Record set:
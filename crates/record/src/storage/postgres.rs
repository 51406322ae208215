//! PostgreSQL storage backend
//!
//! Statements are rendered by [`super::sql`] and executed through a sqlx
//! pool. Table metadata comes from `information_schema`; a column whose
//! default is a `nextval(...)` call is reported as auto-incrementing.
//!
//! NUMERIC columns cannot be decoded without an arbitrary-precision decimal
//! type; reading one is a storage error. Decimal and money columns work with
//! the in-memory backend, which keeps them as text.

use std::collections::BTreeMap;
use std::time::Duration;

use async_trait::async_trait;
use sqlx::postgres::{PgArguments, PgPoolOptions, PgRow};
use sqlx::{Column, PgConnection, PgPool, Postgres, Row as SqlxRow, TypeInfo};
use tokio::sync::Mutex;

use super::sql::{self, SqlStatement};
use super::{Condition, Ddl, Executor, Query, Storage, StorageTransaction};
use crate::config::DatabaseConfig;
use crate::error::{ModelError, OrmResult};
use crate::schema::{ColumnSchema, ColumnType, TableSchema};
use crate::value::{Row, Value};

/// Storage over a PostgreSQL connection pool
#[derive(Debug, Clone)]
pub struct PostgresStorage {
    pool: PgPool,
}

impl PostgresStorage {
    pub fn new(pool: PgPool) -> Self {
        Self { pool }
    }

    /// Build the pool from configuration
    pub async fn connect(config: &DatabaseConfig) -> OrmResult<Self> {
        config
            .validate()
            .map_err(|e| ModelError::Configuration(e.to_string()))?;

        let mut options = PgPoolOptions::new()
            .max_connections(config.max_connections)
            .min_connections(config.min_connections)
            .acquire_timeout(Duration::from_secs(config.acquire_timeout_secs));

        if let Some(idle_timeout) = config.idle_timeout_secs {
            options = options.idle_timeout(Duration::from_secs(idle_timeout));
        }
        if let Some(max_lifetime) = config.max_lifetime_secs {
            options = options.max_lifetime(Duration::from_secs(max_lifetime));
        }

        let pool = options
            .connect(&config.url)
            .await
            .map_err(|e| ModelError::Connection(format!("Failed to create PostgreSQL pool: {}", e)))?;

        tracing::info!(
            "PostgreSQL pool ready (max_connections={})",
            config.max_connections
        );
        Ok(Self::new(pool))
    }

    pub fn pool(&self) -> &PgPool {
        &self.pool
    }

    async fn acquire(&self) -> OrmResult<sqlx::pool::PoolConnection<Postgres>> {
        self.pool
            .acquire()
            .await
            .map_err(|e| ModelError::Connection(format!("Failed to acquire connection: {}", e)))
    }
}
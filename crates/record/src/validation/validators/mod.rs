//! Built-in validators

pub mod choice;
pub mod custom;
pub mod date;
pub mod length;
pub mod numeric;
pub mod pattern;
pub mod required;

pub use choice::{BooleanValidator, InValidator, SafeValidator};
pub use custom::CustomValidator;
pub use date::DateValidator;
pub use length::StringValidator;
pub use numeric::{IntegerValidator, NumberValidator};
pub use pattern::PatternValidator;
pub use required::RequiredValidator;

Instructions to follow:
Write out the material above exactly and in full.

Response to the task:
filename crates/record/src/storage/postgres.rs
repository 51406322ae208215
//! PostgreSQL storage backend
//!
//! Statements are rendered by [`super::sql`] and executed through a sqlx
//! pool. Table metadata comes from `information_schema`; a column whose
//! default is a `nextval(...)` call is reported as auto-incrementing.
//!
//! NUMERIC columns cannot be decoded without an arbitrary-precision decimal
//! type; reading one is a storage error. Decimal and money columns work with
//! the in-memory backend, which keeps them as text.

use std::collections::BTreeMap;
use std::time::Duration;

use async_trait::async_trait;
use sqlx::postgres::{PgArguments, PgPoolOptions, PgRow};
use sqlx::{Column, PgConnection, PgPool, Postgres, Row as SqlxRow, TypeInfo};
use tokio::sync::Mutex;

use super::sql::{self, SqlStatement};
use super::{Condition, Ddl, Executor, Query, Storage, StorageTransaction};
use crate::config::DatabaseConfig;
use crate::error::{ModelError, OrmResult};
use crate::schema::{ColumnSchema, ColumnType, TableSchema};
use crate::value::{Row, Value};

/// Storage over a PostgreSQL connection pool
#[derive(Debug, Clone)]
pub struct PostgresStorage {
    pool: PgPool,
}

impl PostgresStorage {
    pub fn new(pool: PgPool) -> Self {
        Self { pool }
    }

    /// Build the pool from configuration
    pub async fn connect(config: &DatabaseConfig) -> OrmResult<Self> {
        config
            .validate()
            .map_err(|e| ModelError::Configuration(e.to_string()))?;

        let mut options = PgPoolOptions::new()
            .max_connections(config.max_connections)
            .min_connections(config.min_connections)
            .acquire_timeout(Duration::from_secs(config.acquire_timeout_secs));

        if let Some(idle_timeout) = config.idle_timeout_secs {
            options = options.idle_timeout(Duration::from_secs(idle_timeout));
        }
        if let Some(max_lifetime) = config.max_lifetime_secs {
            options = options.max_lifetime(Duration::from_secs(max_lifetime));
        }

        let pool = options
            .connect(&config.url)
            .await
            .map_err(|e| ModelError::Connection(format!("Failed to create PostgreSQL pool: {}", e)))?;

        tracing::info!(
            "PostgreSQL pool ready (max_connections={})",
            config.max_connections
        );
        Ok(Self::new(pool))
    }

    pub fn pool(&self) -> &PgPool {
        &self.pool
    }

    async fn acquire(&self) -> OrmResult<sqlx::pool::PoolConnection<Postgres>> {
        self.pool
            .acquire()
            .await
            .map_err(|e| ModelError::Connection(format!("Failed to acquire connection: {}", e)))
    }
}
filename crates/record/src/validation/validators/mod.rs
//! Built-in validators

pub mod choice;
pub mod custom;
pub mod date;
pub mod length;
pub mod numeric;
pub mod pattern;
pub mod required;

pub use choice::{BooleanValidator, InValidator, SafeValidator};
pub use custom::CustomValidator;
pub use date::DateValidator;
pub use length::StringValidator;
pub use numeric::{IntegerValidator, NumberValidator};
pub use pattern::PatternValidator;
pub use required::RequiredValidator;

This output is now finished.